The effective treatment of malignant brain tumors, as with many solid tumors, represents a difficult therapeutic challenge. Drug deposition and penetration is hindered by the physiological properties of the tumor and the physicochemical properties of the drug or its formulation. Formulations based on liposome drug carriers can deposit large fractions of the administered dose in model tumors and significantly alter drug pharmacokinetics (PK).; The goal of this work was to investigate the effect of repetitive dosing with long-circulating doxorubicin containing liposomes (SSL-DXR) on tumor vascular permeability and develop new strategies for combination therapies that may exploit tumor vascular permeability changes. In order to quantify the amount of DXR in limited plasma and tissue samples, a rapid extraction procedure and sensitive liquid chromatography-tandem mass spectroscopy (LC-MS/MS) method were developed (Chapter 1). In Chapter 2, PK analysis was performed in order to investigate the effect of formulation and dosing on the biodisposition of free versus SSL-DXR. Repetitive administration of SSL-DXR, but not free DXR, resulted in a significant increase in the plasma half-life of DXR, and altered drug deposition in organs responsible for the clearance of liposomes, namely the liver and spleen. A descriptive PK model was developed and used test the hypothesis that repetitive administration of SSL-DXR altered plasma PK and mediated an increase in the permeability of the rat 9L gliosarcoma brain tumor vasculature (Chapter 3).; The effect of repetitive treatment on the barrier properties of the brain tumor was investigated (Chapter 3).
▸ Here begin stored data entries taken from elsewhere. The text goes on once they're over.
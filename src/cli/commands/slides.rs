// doc-to-slides: local .docx, a directory of them, or a Google Doc.

use std::path::{Path, PathBuf};

use anyhow::{bail, Context};
use clap::{ArgGroup, Args};

use crate::infra::google::{DocsApiClient, GoogleApi};
use crate::infra::slides::{convert_directory, convert_docx, default_output_for, write_deck};

#[derive(Args, Debug)]
#[command(group(
    ArgGroup::new("source")
        .required(true)
        .args(["docx", "dir", "google_doc"]),
))]
pub struct DocToSlidesArgs {
    /// A Word document
    #[arg(long, value_name = "FILE")]
    pub docx: Option<PathBuf>,

    /// Convert every .docx below this directory
    #[arg(long, value_name = "DIR")]
    pub dir: Option<PathBuf>,

    /// Google Doc id or URL
    #[arg(long, value_name = "ID_OR_URL")]
    pub google_doc: Option<String>,

    /// Output file (single document only)
    #[arg(long, short, value_name = "FILE", conflicts_with = "dir")]
    pub output: Option<PathBuf>,

    /// Title of the first slide (default: derived from the document)
    #[arg(long)]
    pub title: Option<String>,
}

/// File name for a deck named after a document title.
fn file_name_for_title(title: &str) -> String {
    let name: String = title
        .trim()
        .chars()
        .map(|c| if c.is_alphanumeric() || c == '-' { c } else { '_' })
        .collect();
    if name.trim_matches('_').is_empty() {
        "slides.md".to_string()
    } else {
        format!("{}.md", name)
    }
}

/// `api` is only needed for Google Docs.
pub async fn run(args: DocToSlidesArgs, api: Option<GoogleApi>) -> anyhow::Result<()> {
    let title = args.title.as_deref();

    if let Some(input) = &args.docx {
        let output = args
            .output
            .clone()
            .unwrap_or_else(|| default_output_for(input));
        let deck = convert_docx(input, &output, title)
            .await
            .with_context(|| format!("Failed to convert {}", input.display()))?;
        println!("{} slide(s) written to {}", deck.slides.len(), output.display());
        return Ok(());
    }

    if let Some(dir) = &args.dir {
        return convert_all(dir, title).await;
    }

    let Some(doc) = &args.google_doc else {
        bail!("Nothing to convert");
    };
    let Some(api) = api else {
        bail!("Google credentials are required to read a Google Doc");
    };

    let fetched = DocsApiClient::new(api)
        .fetch_document(doc)
        .await
        .context("Failed to fetch Google Doc")?;

    let deck_title = match title {
        Some(t) if !t.trim().is_empty() => t.trim().to_string(),
        _ => fetched.title.clone(),
    };
    let output = args
        .output
        .clone()
        .unwrap_or_else(|| PathBuf::from(file_name_for_title(&fetched.title)));

    let deck = write_deck(&fetched.paragraphs, &deck_title, &output)
        .await
        .context("Failed to write slide deck")?;
    println!("{} slide(s) written to {}", deck.slides.len(), output.display());
    Ok(())
}

async fn convert_all(dir: &Path, title: Option<&str>) -> anyhow::Result<()> {
    if !dir.is_dir() {
        bail!("{} is not a directory", dir.display());
    }

    let outcomes = convert_directory(dir, title)
        .await
        .with_context(|| format!("Failed to search {}", dir.display()))?;
    if outcomes.is_empty() {
        println!("No .docx files found under {}", dir.display());
        return Ok(());
    }

    let mut failed = 0;
    for outcome in &outcomes {
        match &outcome.result {
            Ok(count) => println!(
                "{} -> {} ({} slide(s))",
                outcome.input.display(),
                outcome.output.display(),
                count
            ),
            Err(e) => {
                failed += 1;
                println!("{}: {}", outcome.input.display(), e);
            }
        }
    }

    println!(
        "Converted {} of {} document(s).",
        outcomes.len() - failed,
        outcomes.len()
    );
    if failed > 0 {
        bail!("{} document(s) could not be converted", failed);
    }
    Ok(())
}

#[cfg(test)]
mod tests {
    use super::*;
    use crate::cli::commands::{Cli, Command};
    use clap::Parser;
    use docx_rs::{Docx, Paragraph, Run};

    fn write_docx(path: &Path, heading: &str, body: &str) {
        let docx = Docx::new()
            .add_paragraph(
                Paragraph::new()
                    .add_run(Run::new().add_text(heading))
                    .style("Heading1"),
            )
            .add_paragraph(Paragraph::new().add_run(Run::new().add_text(body)));
        let file = std::fs::File::create(path).unwrap();
        docx.build().pack(file).unwrap();
    }

    fn args(command: &[&str]) -> DocToSlidesArgs {
        let mut argv = vec!["classroom-admin", "doc-to-slides"];
        argv.extend_from_slice(command);
        match Cli::try_parse_from(argv).unwrap().command {
            Command::DocToSlides(args) => args,
            other => panic!("unexpected command {:?}", other),
        }
    }

    #[test]
    fn test_exactly_one_source() {
        assert!(Cli::try_parse_from(["classroom-admin", "doc-to-slides"]).is_err());
        assert!(Cli::try_parse_from([
            "classroom-admin",
            "doc-to-slides",
            "--docx",
            "a.docx",
            "--dir",
            "lessons",
        ])
        .is_err());
    }

    #[test]
    fn test_file_name_for_title() {
        assert_eq!(file_name_for_title("Week 1: Intro"), "Week_1__Intro.md");
        assert_eq!(file_name_for_title("   "), "slides.md");
    }

    #[tokio::test]
    async fn test_convert_single_docx() {
        let dir = tempfile::tempdir().unwrap();
        let input = dir.path().join("safety_rules.docx");
        write_docx(&input, "Fire", "Know the exits");

        let input_arg = input.to_string_lossy().into_owned();
        run(args(&["--docx", input_arg.as_str()]), None).await.unwrap();

        let markdown = std::fs::read_to_string(dir.path().join("safety_rules.md")).unwrap();
        assert!(markdown.contains("# Fire"));
        assert!(markdown.contains("- Know the exits"));
    }

    #[tokio::test]
    async fn test_convert_directory_mirrors_tree() {
        let root = tempfile::tempdir().unwrap();
        let lessons = root.path().join("lessons");
        std::fs::create_dir_all(lessons.join("week1")).unwrap();
        write_docx(&lessons.join("week1").join("intro.docx"), "Hello", "World");

        let dir_arg = lessons.to_string_lossy().into_owned();
        run(args(&["--dir", dir_arg.as_str()]), None).await.unwrap();

        assert!(root
            .path()
            .join("generated_slides")
            .join("week1")
            .join("intro.md")
            .exists());
    }

    #[tokio::test]
    async fn test_google_doc_needs_credentials() {
        let err = run(args(&["--google-doc", "abc123"]), None).await.unwrap_err();
        assert!(err.to_string().contains("credentials"));
    }
}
Evans Blue dye and DXR deposition in tumor were significantly increased following repetitive dosing with SSL-DXR, but not after free drug.; An additional aim was to determine the feasibility of developing liposome formulations containing TNP-470, one of a new class of oncolytic agents that inhibit endothelial development related to angiogenesis (Chapter 4). Biophysical techniques, (circular dichroism and differential scanning calorimetry) and a newly developed LC-MS/MS method were used to examine drug-lipid interactions and screen prototype liposome formulations. The data suggest that TNP-470 can be associated with liposomes at concentrations appropriate for in vivo use.